LEADLEY OGDEN, CONTRACTOR
The subject structure was built by Leadley Ogden for Mr. I. R. Burns and Mr. H. H. Bell in 1926 and it was to be used in part as Ogden's office as well. Ogden was an important contractor in the boom era of the 1920's in Sarasota and in October of 1925, at the peak of the building boom, and was recognized as Sarasota's largest builder. Ogden worked with many local architects and developers on private residences, commercial buildings, and apartments. Ogden was also active in promoting the importance of a strengthened planning board and the need for modern zoning in Sarasota.
While Leadley Ogden is not listed in the 1924 City Directory the May 1925 Sanborn Map shows his workman's barracks along Orange Avenue. At the height of the boom, Ogden employed up to 653 workmen many living at the barracks and he claimed that he could use double that number in order to keep pace with the tremendous influx of people to the area. This large work force gave Ogden the capability of having a large number of buildings under construction at one time and to start two or three structures each day.
Due to the tremendous increase in business during the boom, Ogden needed to have more office space and on October 11, 1925 it was announced in the Sarasota Herald that he would be moving into the "New Burns Building" just west of the Edwards' Theatre. Besides being the tenant, Mr. Ogden was the builder of the structure for I.R. Burns and H.H. Bell the owners. The same article reported that Ogden would have an office staff of 24 persons operating out of his new office and that a new department to manufacture tiles of all kinds would be added to his organization.
Leadley Ogden worked on numerous projects during his short time in Sarasota. One noteworthy building that Leadley Ogden constructed was the four unit Cornish Apartments. Designed by Clare C. Hosmer, in an Italian Motif, for Andrew Cornish a local realtor, this building has been locally designated as having historic significance. Ogden was also credited with building a number of beautiful homes in the Italian Revival style which were designed by noted architect George Albee Freeman in the Indian Beach area.
Another project in which he was involved was the Broadway Apartments (also known as The El Vernona Apartments) designed by Dwight James Baum in the Central Park Subdivision. Today this building is known as the Belle Haven and is both locally designated and nationally listed as historic. These ventures along with the rapid turn-over of buildings allowed Ogden to boast, "Built right in minimum time. You can say: "Yes, it's Ogden built".
But like so many cases in the boom time, there were also the projects that were never completed; one such project was Conrad Brothers proposed apartment building "The Patio". Also designed by Freeman, plans for this large scale apartment building were reported on twice in late 1925 by the Sarasota Herald. The Patio's proposed location was at the corner of Laurel Street and Ohio; unfortunately, it was never constructed.

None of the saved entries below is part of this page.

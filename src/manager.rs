//! Connection manager
//!
//! Owns the single active link to the car and mediates all command traffic.
//! Every platform failure is caught here, logged, and turned into a boolean
//! result plus (where relevant) a `ConnectionEvent` for the subscribers.

use crate::events::{ListenerId, Listeners};
use crate::transport::{BluetoothAdapter, Device, DeviceLink};
use log::{debug, error, info, warn};
use std::collections::HashSet;
use std::sync::{Mutex, MutexGuard};
use thiserror::Error;

/// Payload of the `Disconnected` event emitted when a dead link is found on send
pub const LINK_LOST: &str = "Connection lost";

/// Failures reported to subscribers through `ConnectionEvent::Error`
#[derive(Debug, Clone, PartialEq, Eq, Error)]
pub enum ConnectionError {
    #[error("Bluetooth permissions were not granted")]
    PermissionDenied,

    #[error("Bluetooth adapter unavailable: {0}")]
    AdapterUnavailable(String),

    #[error("Device scan failed: {0}")]
    ScanFailed(String),

    #[error("Could not connect to {address}: {reason}")]
    ConnectFailed { address: String, reason: String },

    #[error("Connection to the device was lost")]
    LinkLost,

    #[error("Failed to write command: {0}")]
    WriteFailed(String),
}

/// Lifecycle events fanned out to listeners
#[derive(Debug, Clone, PartialEq)]
pub enum ConnectionEvent {
    /// A link was opened to this device
    Connected(Device),
    /// The link closed; carries the device name, or `LINK_LOST`
    Disconnected(String),
    Error(ConnectionError),
}

/// Observable connection state
#[derive(Debug, Clone, PartialEq)]
pub enum ConnectionState {
    Disconnected,
    Connecting,
    Connected(Device),
}

/// The active link and the device it belongs to
struct Active<L> {
    device: Device,
    link: L,
}

struct Slot<L> {
    active: Option<Active<L>>,
    connecting: bool,
}

/// Manager for the single Bluetooth connection to the car
pub struct ConnectionManager<A>
where
    A: BluetoothAdapter,
{
    adapter: A,
    slot: Mutex<Slot<A::Link>>,
    listeners: Listeners<ConnectionEvent>,
}

impl<A> ConnectionManager<A>
where
    A: BluetoothAdapter,
{
    /// Create a new connection manager on top of `adapter`
    pub fn new(adapter: A) -> Self {
        Self {
            adapter,
            slot: Mutex::new(Slot {
                active: None,
                connecting: false,
            }),
            listeners: Listeners::new(),
        }
    }

    /// Access the underlying adapter
    pub fn adapter(&self) -> &A {
        &self.adapter
    }

    fn slot(&self) -> MutexGuard<'_, Slot<A::Link>> {
        self.slot.lock().unwrap_or_else(|e| e.into_inner())
    }

    fn emit(&self, event: ConnectionEvent) {
        debug!("Connection event: {:?}", event);
        self.listeners.emit(&event);
    }

    /// Ask the host for the capabilities it requires for scanning and connecting.
    ///
    /// The required set depends on the host platform version; this only
    /// reports whether all of it was granted.
    pub fn request_permissions(&self) -> bool {
        let required = self.adapter.required_capabilities();
        match self.adapter.request_capabilities(&required) {
            Ok(granted) => {
                let granted: HashSet<_> = granted.into_iter().collect();
                let missing: Vec<_> = required.iter().filter(|c| !granted.contains(*c)).collect();
                if missing.is_empty() {
                    info!("✓ Bluetooth permissions granted");
                    true
                } else {
                    warn!("{}: missing {:?}", ConnectionError::PermissionDenied, missing);
                    false
                }
            }
            Err(e) => {
                warn!("Permission request failed: {}", e);
                false
            }
        }
    }

    /// Whether the radio is on. Query errors count as "off".
    pub fn is_adapter_enabled(&self) -> bool {
        match self.adapter.is_enabled() {
            Ok(enabled) => enabled,
            Err(e) => {
                error!("{}", ConnectionError::AdapterUnavailable(e.to_string()));
                false
            }
        }
    }

    /// Paired devices followed by freshly discovered ones, one entry per address.
    ///
    /// Returns an empty list if either source fails.
    pub fn scan_devices(&self) -> Vec<Device> {
        let scanned = self
            .adapter
            .bonded_devices()
            .and_then(|paired| Ok((paired, self.adapter.discover_devices()?)));

        let (paired, discovered) = match scanned {
            Ok(lists) => lists,
            Err(e) => {
                error!("{}", ConnectionError::ScanFailed(e.to_string()));
                return Vec::new();
            }
        };

        let mut seen = HashSet::new();
        let devices: Vec<Device> = paired
            .into_iter()
            .chain(discovered)
            .filter(|d| seen.insert(d.address.clone()))
            .collect();

        info!("Found {} devices", devices.len());
        devices
    }

    fn refuse_connect(&self, device: &Device, reason: &str) -> bool {
        let err = ConnectionError::ConnectFailed {
            address: device.address.clone(),
            reason: reason.to_string(),
        };
        error!("{}", err);
        self.emit(ConnectionEvent::Error(err));
        false
    }

    /// Open a link to `device`.
    ///
    /// An already active link is closed first (subscribers see its
    /// `Disconnected`), so at most one connection exists at any time. A
    /// connect issued while another attempt is in flight is refused.
    pub fn connect(&self, device: &Device) -> bool {
        let replaced = {
            let mut slot = self.slot();
            if slot.connecting {
                drop(slot);
                return self.refuse_connect(device, "another connection attempt is in progress");
            }

            let closed = slot.active.as_mut().map(|active| active.link.close());
            let replaced = match closed {
                Some(Err(e)) => {
                    drop(slot);
                    error!("Failed to disconnect: {}", e);
                    return self.refuse_connect(device, "the active connection could not be closed");
                }
                Some(Ok(())) => slot.active.take().map(|a| a.device.display_name().to_string()),
                None => None,
            };

            // Claimed under the same lock that cleared the old link
            slot.connecting = true;
            replaced
        };

        if let Some(name) = replaced {
            info!("Disconnected from {} to connect to {}", name, device.address);
            self.emit(ConnectionEvent::Disconnected(name));
        }

        info!("Connecting to {} ({})...", device.display_name(), device.address);
        let result = self.adapter.connect(device);

        let mut slot = self.slot();
        slot.connecting = false;
        match result {
            Ok(link) => {
                slot.active = Some(Active {
                    device: device.clone(),
                    link,
                });
                drop(slot);
                info!("✓ Connected to {}", device.display_name());
                self.emit(ConnectionEvent::Connected(device.clone()));
                true
            }
            Err(e) => {
                drop(slot);
                let err = ConnectionError::ConnectFailed {
                    address: device.address.clone(),
                    reason: e.to_string(),
                };
                error!("{}", err);
                self.emit(ConnectionEvent::Error(err));
                false
            }
        }
    }

    /// Close the active link. Returns false if there was none, or if the
    /// platform refused to close it (the link is then kept).
    pub fn disconnect(&self) -> bool {
        let mut slot = self.slot();
        let Some(active) = slot.active.as_mut() else {
            debug!("Disconnect requested with no active connection");
            return false;
        };

        if let Err(e) = active.link.close() {
            error!("Failed to disconnect: {}", e);
            return false;
        }

        let name = slot
            .active
            .take()
            .map(|a| a.device.display_name().to_string())
            .unwrap_or_default();
        drop(slot);

        info!("Disconnected from {}", name);
        self.emit(ConnectionEvent::Disconnected(name));
        true
    }

    /// Write a command to the car.
    ///
    /// A link that reports itself closed is dropped and announced once as
    /// `Disconnected(LINK_LOST)`; a write error only returns false.
    pub fn send_command(&self, command: &str) -> bool {
        let mut slot = self.slot();
        let Some(active) = slot.active.as_mut() else {
            warn!("No device connected, dropping command {:?}", command);
            return false;
        };

        if !active.link.is_open() {
            warn!("{}", ConnectionError::LinkLost);
            slot.active = None;
            drop(slot);
            self.emit(ConnectionEvent::Disconnected(LINK_LOST.to_string()));
            return false;
        }

        match active.link.write(command.as_bytes()) {
            Ok(()) => {
                debug!("Command sent: {:?}", command);
                true
            }
            Err(e) => {
                error!("{}", ConnectionError::WriteFailed(e.to_string()));
                false
            }
        }
    }

    /// True iff a link is active and still reports itself open
    pub fn is_connected(&self) -> bool {
        self.slot()
            .active
            .as_ref()
            .map(|a| a.link.is_open())
            .unwrap_or(false)
    }

    /// The device behind the active link, if any
    pub fn connected_device(&self) -> Option<Device> {
        self.slot().active.as_ref().map(|a| a.device.clone())
    }

    pub fn state(&self) -> ConnectionState {
        let slot = self.slot();
        match (&slot.active, slot.connecting) {
            (_, true) => ConnectionState::Connecting,
            (Some(active), false) => ConnectionState::Connected(active.device.clone()),
            (None, false) => ConnectionState::Disconnected,
        }
    }

    /// Subscribe to connection events
    pub fn add_listener<F>(&self, callback: F) -> ListenerId
    where
        F: Fn(&ConnectionEvent) + Send + Sync + 'static,
    {
        self.listeners.add(callback)
    }

    pub fn remove_listener(&self, id: ListenerId) -> bool {
        self.listeners.remove(id)
    }

    /// Disconnect (if connected) and drop every subscriber. Used at shutdown.
    pub fn cleanup(&self) {
        self.disconnect();
        self.listeners.clear();
    }
}

#[cfg(test)]
mod tests {
    use super::*;
    use crate::transport::{Capability, MockAdapter};
    use std::sync::Arc;

    fn hc05() -> Device {
        Device::new(Some("HC-05"), "00:11:22:33:44:55", true)
    }

    fn recorder(manager: &ConnectionManager<MockAdapter>) -> Arc<Mutex<Vec<ConnectionEvent>>> {
        let events = Arc::new(Mutex::new(Vec::new()));
        let sink = Arc::clone(&events);
        manager.add_listener(move |e| sink.lock().unwrap().push(e.clone()));
        events
    }

    #[test]
    fn permissions_require_the_full_set() {
        let manager = ConnectionManager::new(MockAdapter::new());
        assert!(manager.request_permissions());

        manager.adapter().deny(Capability::Scan);
        assert!(!manager.request_permissions());
    }

    #[test]
    fn optional_capability_denial_is_tolerated() {
        let manager = ConnectionManager::new(MockAdapter::new());
        manager.adapter().deny(Capability::Location);
        assert!(manager.request_permissions());
    }

    #[test]
    fn permission_errors_fail_soft() {
        let manager = ConnectionManager::new(MockAdapter::new());
        manager.adapter().set_fail_permissions(true);
        assert!(!manager.request_permissions());
    }

    #[test]
    fn adapter_query_error_reads_as_disabled() {
        let manager = ConnectionManager::new(MockAdapter::new());
        assert!(manager.is_adapter_enabled());

        manager.adapter().set_fail_enabled_query(true);
        assert!(!manager.is_adapter_enabled());
    }

    #[test]
    fn connect_tracks_connecting_state() {
        let manager = ConnectionManager::new(MockAdapter::new());
        assert_eq!(manager.state(), ConnectionState::Disconnected);

        assert!(manager.connect(&hc05()));
        assert_eq!(manager.state(), ConnectionState::Connected(hc05()));
        assert_eq!(manager.connected_device(), Some(hc05()));
    }

    #[test]
    fn failed_disconnect_keeps_the_link() {
        let manager = ConnectionManager::new(MockAdapter::new());
        let events = recorder(&manager);
        assert!(manager.connect(&hc05()));

        manager.adapter().set_fail_close(true);
        assert!(!manager.disconnect());
        assert!(manager.is_connected());
        assert_eq!(events.lock().unwrap().len(), 1);
    }

    #[test]
    fn connect_is_refused_when_old_link_will_not_close() {
        let manager = ConnectionManager::new(MockAdapter::new());
        let events = recorder(&manager);
        let other = Device::new(Some("RC-CAR"), "98:D3:31:F5:2A:10", false);
        assert!(manager.connect(&hc05()));

        manager.adapter().set_fail_close(true);
        assert!(!manager.connect(&other));
        assert_eq!(manager.connected_device(), Some(hc05()));
        assert!(matches!(events.lock().unwrap().last(), Some(ConnectionEvent::Error(_))));
    }

    #[test]
    fn connect_during_a_pending_connect_is_refused() {
        let manager = Arc::new(ConnectionManager::new(MockAdapter::new()));
        let other = Device::new(Some("RC-CAR"), "98:D3:31:F5:2A:10", false);
        let third = Device::new(None, "5C:F3:70:8B:11:02", false);
        assert!(manager.connect(&hc05()));

        // The replaced link's Disconnected fires while the new attempt holds the slot
        let nested = Arc::new(Mutex::new(Vec::new()));
        let inner = Arc::clone(&manager);
        let results = Arc::clone(&nested);
        let pending = third.clone();
        manager.add_listener(move |e| {
            if let ConnectionEvent::Disconnected(_) = e {
                assert_eq!(inner.state(), ConnectionState::Connecting);
                results.lock().unwrap().push(inner.connect(&pending));
            }
        });

        assert!(manager.connect(&other));
        assert_eq!(*nested.lock().unwrap(), vec![false]);
        assert_eq!(manager.connected_device(), Some(other.clone()));
        assert!(!manager.adapter().is_link_open(&hc05().address));
        assert!(!manager.adapter().connect_attempts().contains(&third.address));
    }

    #[test]
    fn cleanup_disconnects_and_drops_listeners() {
        let manager = ConnectionManager::new(MockAdapter::new());
        let events = recorder(&manager);
        assert!(manager.connect(&hc05()));

        manager.cleanup();
        assert!(!manager.is_connected());
        assert_eq!(events.lock().unwrap().len(), 2);

        manager.connect(&hc05());
        assert_eq!(events.lock().unwrap().len(), 2);
    }
}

In the first weeks of 1926 the real estate market boom which fueled the dramatic building boom collapsed, leaving funds for the completion of many projects unavailable and many projects which were built "on speculation" went unsold. Apparently Leadley Ogden was unable to continue his business under these conditions and by the publication of the 1930 City Directory Ogden had closed his business and left the city.
Leadley Ogden operated one of the largest and successful construction firms in Sarasota during the Florida Land Boom. During that time he built many structures both large and small which contribute today significantly to Sarasota's architectural heritage. Ogden's association with architects Dwight James Baum, George Albee Freeman, Clarence Hosmer and Fred J. Orr and his fine execution of numerous Mediterranean Revival Structures in Sarasota demonstrates his importance and influence as a generally recognized and important builder during Sarasota's Land Boom.
The I.R. Burns & H.H. Bell Building was locally designated by the City of Sarasota in 1993.